■ **Requirement**:
Look through the material and copy each line holding "path".

* * *

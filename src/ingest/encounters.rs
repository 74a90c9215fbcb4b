//! Encounter source
//!
//! Produces the encounter table as a lazy sequence of raw rows in file
//! order. The caller decides how much to materialize; the generator
//! collects the whole sequence once at startup.

use crate::domain::{RawEncounter, Result, VitalstreamError};
use csv::{ReaderBuilder, StringRecord, StringRecordsIntoIter};
use std::fs::File;
use std::path::Path;

const COL_ID: &str = "Id";
const COL_START: &str = "START";
const COL_STOP: &str = "STOP";
const COL_PATIENT: &str = "PATIENT";
const COL_ORGANIZATION: &str = "ORGANIZATION";
const COL_PROVIDER: &str = "PROVIDER";
const COL_PAYER: &str = "PAYER";
const COL_ENCOUNTER_CLASS: &str = "ENCOUNTERCLASS";
const COL_BASE_ENCOUNTER_COST: &str = "BASE_ENCOUNTER_COST";
const COL_TOTAL_CLAIM_COST: &str = "TOTAL_CLAIM_COST";
const COL_PAYER_COVERAGE: &str = "PAYER_COVERAGE";

/// Column positions resolved from the header row
///
/// Absent columns resolve to `None` and read back as empty strings.
#[derive(Debug, Clone)]
struct EncounterColumns {
    id: Option<usize>,
    start: Option<usize>,
    stop: Option<usize>,
    patient: Option<usize>,
    organization: Option<usize>,
    provider: Option<usize>,
    payer: Option<usize>,
    encounter_class: Option<usize>,
    base_encounter_cost: Option<usize>,
    total_claim_cost: Option<usize>,
    payer_coverage: Option<usize>,
}

impl EncounterColumns {
    fn from_headers(headers: &StringRecord) -> Self {
        let column = |name: &str| headers.iter().position(|h| h == name);
        Self {
            id: column(COL_ID),
            start: column(COL_START),
            stop: column(COL_STOP),
            patient: column(COL_PATIENT),
            organization: column(COL_ORGANIZATION),
            provider: column(COL_PROVIDER),
            payer: column(COL_PAYER),
            encounter_class: column(COL_ENCOUNTER_CLASS),
            base_encounter_cost: column(COL_BASE_ENCOUNTER_COST),
            total_claim_cost: column(COL_TOTAL_CLAIM_COST),
            payer_coverage: column(COL_PAYER_COVERAGE),
        }
    }

    fn extract(&self, record: &StringRecord) -> RawEncounter {
        let field =
            |col: Option<usize>| col.and_then(|i| record.get(i)).unwrap_or("").to_string();
        RawEncounter {
            id: field(self.id),
            patient: field(self.patient),
            start: field(self.start),
            stop: field(self.stop),
            organization: field(self.organization),
            provider: field(self.provider),
            payer: field(self.payer),
            encounter_class: field(self.encounter_class),
            base_encounter_cost: field(self.base_encounter_cost),
            total_claim_cost: field(self.total_claim_cost),
            payer_coverage: field(self.payer_coverage),
        }
    }
}

/// Lazy iterator over raw encounter rows in file order
pub struct EncounterReader {
    records: StringRecordsIntoIter<File>,
    columns: EncounterColumns,
}

impl Iterator for EncounterReader {
    type Item = Result<RawEncounter>;

    fn next(&mut self) -> Option<Self::Item> {
        let record = self.records.next()?;
        Some(
            record
                .map(|r| self.columns.extract(&r))
                .map_err(VitalstreamError::from),
        )
    }
}

/// Opens the encounter table as a lazy sequence of raw rows
///
/// # Errors
///
/// Returns [`VitalstreamError::Ingest`] if the file cannot be opened.
/// Malformed rows surface as errors from the returned iterator.
pub fn read_encounters(path: impl AsRef<Path>, delimiter: u8) -> Result<EncounterReader> {
    let path = path.as_ref();
    let mut reader = ReaderBuilder::new()
        .delimiter(delimiter)
        .flexible(true)
        .from_path(path)
        .map_err(|e| {
            VitalstreamError::Ingest(format!(
                "Failed to open encounters file {}: {}",
                path.display(),
                e
            ))
        })?;

    let columns = EncounterColumns::from_headers(reader.headers()?);

    Ok(EncounterReader {
        records: reader.into_records(),
        columns,
    })
}

#[cfg(test)]
mod tests {
    use super::*;
    use std::io::Write;
    use tempfile::NamedTempFile;

    fn write_csv(content: &str) -> NamedTempFile {
        let mut file = NamedTempFile::new().unwrap();
        file.write_all(content.as_bytes()).unwrap();
        file.flush().unwrap();
        file
    }

    #[test]
    fn test_reads_rows_in_file_order() {
        let file = write_csv(
            "Id,START,STOP,PATIENT,ORGANIZATION,PROVIDER,PAYER,ENCOUNTERCLASS,BASE_ENCOUNTER_COST,TOTAL_CLAIM_COST,PAYER_COVERAGE\n\
             E1,2020-02-16T00:00:00Z,2020-02-16T01:00:00Z,P1,O1,PR1,PY1,wellness,100.0,150.0,50.0\n\
             E2,2021-03-01T09:00:00Z,2021-03-01T10:00:00Z,P2,O1,PR2,PY1,ambulatory,85.5,,\n",
        );

        let encounters: Vec<RawEncounter> = read_encounters(file.path(), b',')
            .unwrap()
            .collect::<Result<_>>()
            .unwrap();

        assert_eq!(encounters.len(), 2);
        assert_eq!(encounters[0].id, "E1");
        assert_eq!(encounters[0].encounter_class, "wellness");
        assert_eq!(encounters[0].base_encounter_cost, "100.0");
        assert_eq!(encounters[1].id, "E2");
        assert_eq!(encounters[1].total_claim_cost, "");
    }

    #[test]
    fn test_missing_columns_default_to_empty() {
        let file = write_csv("Id,PATIENT,START\nE1,P1,2020-02-16T00:00:00Z\n");

        let encounters: Vec<RawEncounter> = read_encounters(file.path(), b',')
            .unwrap()
            .collect::<Result<_>>()
            .unwrap();

        assert_eq!(encounters[0].id, "E1");
        assert_eq!(encounters[0].payer, "");
        assert_eq!(encounters[0].payer_coverage, "");
    }

    #[test]
    fn test_empty_file_yields_no_rows() {
        let file = write_csv("Id,PATIENT,START\n");

        let encounters: Vec<RawEncounter> = read_encounters(file.path(), b',')
            .unwrap()
            .collect::<Result<_>>()
            .unwrap();

        assert!(encounters.is_empty());
    }

    #[test]
    fn test_missing_file_is_terminal() {
        let result = read_encounters("/nonexistent/encounters.csv", b',');
        assert!(matches!(result, Err(VitalstreamError::Ingest(_))));
    }
}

* * *

■ **Result**:
use std::path::Path;
pub fn read_encounters(path: impl AsRef<Path>, delimiter: u8) -> Result<EncounterReader> {
    let path = path.as_ref();
        .from_path(path)
                path.display(),
        let encounters: Vec<RawEncounter> = read_encounters(file.path(), b',')
        let encounters: Vec<RawEncounter> = read_encounters(file.path(), b',')
        let encounters: Vec<RawEncounter> = read_encounters(file.path(), b',')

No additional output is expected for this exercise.